Io credo che le critiche siano più che lecite, ovviamente. Quello che costituisce un problema è il dileggio della decisione del giudice, soprattutto se basato solo sul dispositivo e non anche sulla lettura dell’intera sentenza, sulla valutazione del lavoro completo. Tali critiche generano confusione. Sulla decisione di Brescia è stato montato un caso inesistente e si è creato il tipico incidente che accade quando si danno notizie che non trovano fondamento nei fatti.


 


Dal processo all’esecuzione della pena. In questi mesi c’è stato un ampio dibattito sul carcere e sulla necessità di ridurre il sovraffollamento in tempi di Covid. Anche l’Anm era intervenuta a marzo con una nota in cui invitava a non dimenticare i penitenziari. Il 2 gennaio, sulle pagine di Repubblica, abbiamo letto l’appello della senatrice Liliana Segre e del Garante dei detenuti Mauro Palma affinché anche a chi vive e lavora in carcere sia data la priorità nel piano vaccinale. Cosa ne pensa?

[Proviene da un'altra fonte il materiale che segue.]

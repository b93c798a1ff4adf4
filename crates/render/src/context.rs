//! The low-level graphics API surface the rendering core is written against.
//!
//! The shape follows classic bind-to-edit GPU APIs: buffers are created as
//! bare handles, bound to a target, then (re)allocated or partially updated
//! through that target. Vertex-attribute configuration is captured by the
//! bound vertex array. Everything runs on the one thread that owns the
//! context, which is why methods take `&self` and wrappers share the context
//! through `Rc`.

use glam::Mat4;

use crate::error::RenderError;

/// Opaque device buffer handle. Zero is never issued.
#[derive(Debug, Clone, Copy, PartialEq, Eq, Hash, PartialOrd, Ord)]
pub struct BufferId(pub u32);

/// Opaque vertex array (attribute layout + index buffer binding) handle.
#[derive(Debug, Clone, Copy, PartialEq, Eq, Hash, PartialOrd, Ord)]
pub struct VertexArrayId(pub u32);

/// Opaque linked shader program handle.
#[derive(Debug, Clone, Copy, PartialEq, Eq, Hash, PartialOrd, Ord)]
pub struct ProgramId(pub u32);

/// Binding point a buffer is attached to for editing or drawing.
#[derive(Debug, Clone, Copy, PartialEq, Eq, Hash)]
pub enum BufferTarget {
    /// Vertex and per-instance attribute data.
    Array,
    /// Index data. The binding is stored in the bound vertex array.
    ElementArray,
    /// Draw descriptors consumed by indirect draws.
    DrawIndirect,
}

/// Allocation hint passed with every (re)allocation.
#[derive(Debug, Clone, Copy, PartialEq, Eq, Hash)]
pub enum BufferUsage {
    /// Uploaded once, drawn many times.
    StaticDraw,
    /// Rewritten every frame.
    DynamicDraw,
}

/// One vertex-attribute slot sourced from the currently bound array buffer.
///
/// All attributes are 32-bit floats. `divisor` 0 advances per vertex; 1
/// advances once per instance.
#[derive(Debug, Clone, Copy, PartialEq, Eq, Hash)]
pub struct VertexAttribute {
    pub location: u32,
    pub components: u32,
    pub stride: u32,
    pub offset: u32,
    pub divisor: u32,
}

/// Name of the vertex stage entry point every program must define.
pub const VERTEX_ENTRY: &str = "vs_main";
/// Name of the fragment stage entry point every program must define.
pub const FRAGMENT_ENTRY: &str = "fs_main";

/// Source text for a two-stage program.
///
/// `uniforms` lists the `mat4` uniforms in declaration order; backends that
/// pack uniforms into a block lay them out in this order.
#[derive(Debug, Clone, Copy)]
pub struct ProgramSource<'a> {
    pub label: &'a str,
    pub vertex: &'a str,
    pub fragment: &'a str,
    pub uniforms: &'a [&'a str],
}

impl ProgramSource<'_> {
    /// Link-time check shared by backends: each stage must declare its entry
    /// point as a function outside line comments.
    ///
    /// This only covers entry points. On wgpu, a mismatch between the vertex
    /// outputs and the fragment inputs is caught when the pipeline is built
    /// for the first draw and reported as [`RenderError::Pipeline`].
    pub fn check_entry_points(&self) -> Result<(), RenderError> {
        for (source, entry) in [(self.vertex, VERTEX_ENTRY), (self.fragment, FRAGMENT_ENTRY)] {
            if !declares_function(source, entry) {
                return Err(RenderError::ProgramLink {
                    label: self.label.to_string(),
                    log: format!("entry point `{entry}` not found"),
                });
            }
        }
        Ok(())
    }
}

fn declares_function(source: &str, name: &str) -> bool {
    source
        .lines()
        .map(|line| line.split("//").next().unwrap_or_default())
        .any(|line| {
            let tokens: Vec<&str> = line
                .split(|c: char| !(c.is_alphanumeric() || c == '_'))
                .filter(|token| !token.is_empty())
                .collect();
            tokens.windows(2).any(|pair| pair[0] == "fn" && pair[1] == name)
        })
}

/// Low-level graphics API. Implementations must only be driven from the
/// thread that created them.
pub trait GraphicsContext {
    fn create_buffer(&self) -> BufferId;

    /// Free a buffer. Any binding point holding it becomes unbound.
    fn delete_buffer(&self, buffer: BufferId);

    fn bind_buffer(&self, target: BufferTarget, buffer: Option<BufferId>);

    /// (Re)allocate the buffer bound to `target` with exactly `size` bytes.
    /// Contents are undefined unless `data` is given.
    fn buffer_data(&self, target: BufferTarget, size: usize, data: Option<&[u8]>, usage: BufferUsage);

    /// Overwrite `data.len()` bytes at `offset` in the buffer bound to
    /// `target` without reallocating.
    fn buffer_sub_data(&self, target: BufferTarget, offset: usize, data: &[u8]);

    fn create_vertex_array(&self) -> VertexArrayId;

    fn delete_vertex_array(&self, vertex_array: VertexArrayId);

    fn bind_vertex_array(&self, vertex_array: Option<VertexArrayId>);

    /// Describe one attribute slot of the bound vertex array, sourced from
    /// the buffer currently bound to [`BufferTarget::Array`].
    fn vertex_attribute(&self, attribute: &VertexAttribute);

    fn create_program(&self, source: &ProgramSource<'_>) -> Result<ProgramId, RenderError>;

    fn delete_program(&self, program: ProgramId);

    fn use_program(&self, program: Option<ProgramId>);

    /// Set a `mat4` uniform. Names the program does not declare are ignored.
    fn set_uniform_mat4(&self, program: ProgramId, name: &str, value: &Mat4);

    /// Indexed, instanced triangle-list draw with `u32` indices. Parameters
    /// are read from the buffer bound to [`BufferTarget::DrawIndirect`] at
    /// `offset` when the command executes.
    fn draw_elements_indirect(&self, offset: usize);
}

Che il carcere è un luogo di particolare fragilità, che i diritti dei detenuti devono trovare piena tutela e, per questo, merita attenzione. Sono evidenti i rischi che corrono gli operatori penitenziari, che dovrebbero essere vaccinati il prima possibile. Quanto ai detenuti, la loro è una situazione di strutturale fragilità e per questo la loro condizione va tenuta al centro del dibattito. Anche su questo tema.